▶ _What to produce_:
Nothing should be left out: write out the whole listing exactly.

▶ _Data to process_:
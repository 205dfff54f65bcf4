//! Course activity model

use chrono::{NaiveDate, NaiveDateTime, NaiveTime, Weekday};
use serde::{Deserialize, Serialize};
use std::fmt;

/// Upper-case day name as printed in timetables (e.g., "MONDAY")
#[must_use]
pub const fn day_name(day: Weekday) -> &'static str {
    match day {
        Weekday::Mon => "MONDAY",
        Weekday::Tue => "TUESDAY",
        Weekday::Wed => "WEDNESDAY",
        Weekday::Thu => "THURSDAY",
        Weekday::Fri => "FRIDAY",
        Weekday::Sat => "SATURDAY",
        Weekday::Sun => "SUNDAY",
    }
}

/// The kind of a scheduled activity
#[derive(Debug, Clone, Copy, PartialEq, Eq, Serialize, Deserialize)]
pub enum ActivityKind {
    /// Weekly lecture, possibly recorded for later viewing
    Lecture {
        /// Whether a recording is published after the session
        recorded: bool,
    },
    /// Small-group tutorial with a seat limit
    Tutorial {
        /// Maximum number of students
        capacity: u32,
    },
    /// Supervised lab session with a seat limit
    Lab {
        /// Maximum number of students
        capacity: u32,
    },
    /// Anything else on the course schedule (seminars, field trips, ...)
    General,
}

impl ActivityKind {
    /// Human-readable label used when printing activities
    #[must_use]
    pub const fn label(&self) -> &'static str {
        match self {
            Self::Lecture { recorded: true } => "Lecture (Recorded)",
            Self::Lecture { recorded: false } => "Lecture (Unrecorded)",
            Self::Tutorial { .. } => "Tutorial",
            Self::Lab { .. } => "Lab",
            Self::General => "GeneralActivity",
        }
    }

    /// Whether this is a lecture of any kind
    #[must_use]
    pub const fn is_lecture(&self) -> bool {
        matches!(self, Self::Lecture { .. })
    }

    /// Whether this counts towards the tutorial/lab selection requirement
    #[must_use]
    pub const fn is_tutorial_or_lab(&self) -> bool {
        matches!(self, Self::Tutorial { .. } | Self::Lab { .. })
    }
}

/// A recurring scheduled activity belonging to a course
#[derive(Debug, Clone, Serialize, Deserialize)]
pub struct Activity {
    /// Identifier, unique within the owning course
    pub id: u32,

    /// First date the activity runs
    pub start_date: NaiveDate,

    /// Weekly start time
    pub start_time: NaiveTime,

    /// Last date the activity runs
    pub end_date: NaiveDate,

    /// Weekly end time
    pub end_time: NaiveTime,

    /// Room or venue
    pub location: String,

    /// Day of the week the activity repeats on
    pub day: Weekday,

    /// Lecture, tutorial, lab or general
    pub kind: ActivityKind,
}

impl Activity {
    /// Create a new activity
    #[allow(clippy::too_many_arguments)]
    #[must_use]
    pub const fn new(
        id: u32,
        start_date: NaiveDate,
        start_time: NaiveTime,
        end_date: NaiveDate,
        end_time: NaiveTime,
        location: String,
        day: Weekday,
        kind: ActivityKind,
    ) -> Self {
        Self {
            id,
            start_date,
            start_time,
            end_date,
            end_time,
            location,
            day,
            kind,
        }
    }

    /// Combined start date and time
    #[must_use]
    pub const fn start(&self) -> NaiveDateTime {
        self.start_date.and_time(self.start_time)
    }

    /// Combined end date and time
    #[must_use]
    pub const fn end(&self) -> NaiveDateTime {
        self.end_date.and_time(self.end_time)
    }

    /// Whether this is a lecture without a published recording
    #[must_use]
    pub const fn is_unrecorded_lecture(&self) -> bool {
        matches!(self.kind, ActivityKind::Lecture { recorded: false })
    }

    /// Check whether two activities overlap.
    ///
    /// Activities on different days never overlap. On the same day their
    /// full `[start, end)` date-time ranges are compared half-open, so a
    /// session ending exactly when another starts does not conflict.
    #[must_use]
    pub fn overlaps_with(&self, other: &Self) -> bool {
        self.day == other.day && self.start() < other.end() && self.end() > other.start()
    }
}

/// Activities are identified by their id within a course
impl PartialEq for Activity {
    fn eq(&self, other: &Self) -> bool {
        self.id == other.id
    }
}

impl Eq for Activity {}

impl fmt::Display for Activity {
    fn fmt(&self, f: &mut fmt::Formatter<'_>) -> fmt::Result {
        write!(
            f,
            "[{} #{}] {} {}-{} {} from {} to {}",
            self.kind.label(),
            self.id,
            day_name(self.day),
            self.start_time.format("%H:%M"),
            self.end_time.format("%H:%M"),
            self.location,
            self.start_date.format("%Y-%m-%d"),
            self.end_date.format("%Y-%m-%d"),
        )
    }
}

▶ _Answer box_:
repository 205dfff54f65bcf4
//! Course activity model

use chrono::{NaiveDate, NaiveDateTime, NaiveTime, Weekday};
use serde::{Deserialize, Serialize};
use std::fmt;

/// Upper-case day name as printed in timetables (e.g., "MONDAY")
#[must_use]
pub const fn day_name(day: Weekday) -> &'static str {
    match day {
        Weekday::Mon => "MONDAY",
        Weekday::Tue => "TUESDAY",
        Weekday::Wed => "WEDNESDAY",
        Weekday::Thu => "THURSDAY",
        Weekday::Fri => "FRIDAY",
        Weekday::Sat => "SATURDAY",
        Weekday::Sun => "SUNDAY",
    }
}

/// The kind of a scheduled activity
#[derive(Debug, Clone, Copy, PartialEq, Eq, Serialize, Deserialize)]
pub enum ActivityKind {
    /// Weekly lecture, possibly recorded for later viewing
    Lecture {
        /// Whether a recording is published after the session
        recorded: bool,
    },
    /// Small-group tutorial with a seat limit
    Tutorial {
        /// Maximum number of students
        capacity: u32,
    },
    /// Supervised lab session with a seat limit
    Lab {
        /// Maximum number of students
        capacity: u32,
    },
    /// Anything else on the course schedule (seminars, field trips, ...)
    General,
}

impl ActivityKind {
    /// Human-readable label used when printing activities
    #[must_use]
    pub const fn label(&self) -> &'static str {
        match self {
            Self::Lecture { recorded: true } => "Lecture (Recorded)",
            Self::Lecture { recorded: false } => "Lecture (Unrecorded)",
            Self::Tutorial { .. } => "Tutorial",
            Self::Lab { .. } => "Lab",
            Self::General => "GeneralActivity",
        }
    }

    /// Whether this is a lecture of any kind
    #[must_use]
    pub const fn is_lecture(&self) -> bool {
        matches!(self, Self::Lecture { .. })
    }

    /// Whether this counts towards the tutorial/lab selection requirement
    #[must_use]
    pub const fn is_tutorial_or_lab(&self) -> bool {
        matches!(self, Self::Tutorial { .. } | Self::Lab { .. })
    }
}

/// A recurring scheduled activity belonging to a course
#[derive(Debug, Clone, Serialize, Deserialize)]
pub struct Activity {
    /// Identifier, unique within the owning course
    pub id: u32,

    /// First date the activity runs
    pub start_date: NaiveDate,

    /// Weekly start time
    pub start_time: NaiveTime,

    /// Last date the activity runs
    pub end_date: NaiveDate,

    /// Weekly end time
    pub end_time: NaiveTime,

    /// Room or venue
    pub location: String,

    /// Day of the week the activity repeats on
    pub day: Weekday,

    /// Lecture, tutorial, lab or general
    pub kind: ActivityKind,
}

impl Activity {
    /// Create a new activity
    #[allow(clippy::too_many_arguments)]
    #[must_use]
    pub const fn new(
        id: u32,
        start_date: NaiveDate,
        start_time: NaiveTime,
        end_date: NaiveDate,
        end_time: NaiveTime,
        location: String,
        day: Weekday,
        kind: ActivityKind,
    ) -> Self {
        Self {
            id,
            start_date,
            start_time,
            end_date,
            end_time,
            location,
            day,
            kind,
        }
    }

    /// Combined start date and time
    #[must_use]
    pub const fn start(&self) -> NaiveDateTime {
        self.start_date.and_time(self.start_time)
    }

    /// Combined end date and time
    #[must_use]
    pub const fn end(&self) -> NaiveDateTime {
        self.end_date.and_time(self.end_time)
    }

    /// Whether this is a lecture without a published recording
    #[must_use]
    pub const fn is_unrecorded_lecture(&self) -> bool {
        matches!(self.kind, ActivityKind::Lecture { recorded: false })
    }

    /// Check whether two activities overlap.
    ///
    /// Activities on different days never overlap. On the same day their
    /// full `[start, end)` date-time ranges are compared half-open, so a
    /// session ending exactly when another starts does not conflict.
    #[must_use]
    pub fn overlaps_with(&self, other: &Self) -> bool {
        self.day == other.day && self.start() < other.end() && self.end() > other.start()
    }
}

/// Activities are identified by their id within a course
impl PartialEq for Activity {
    fn eq(&self, other: &Self) -> bool {
        self.id == other.id
    }
}

impl Eq for Activity {}

impl fmt::Display for Activity {
    fn fmt(&self, f: &mut fmt::Formatter<'_>) -> fmt::Result {
        write!(
            f,
            "[{} #{}] {} {}-{} {} from {} to {}",
            self.kind.label(),
            self.id,
            day_name(self.day),
            self.start_time.format("%H:%M"),
            self.end_time.format("%H:%M"),
            self.location,
            self.start_date.format("%Y-%m-%d"),
            self.end_date.format("%Y-%m-%d"),
        )
    }
}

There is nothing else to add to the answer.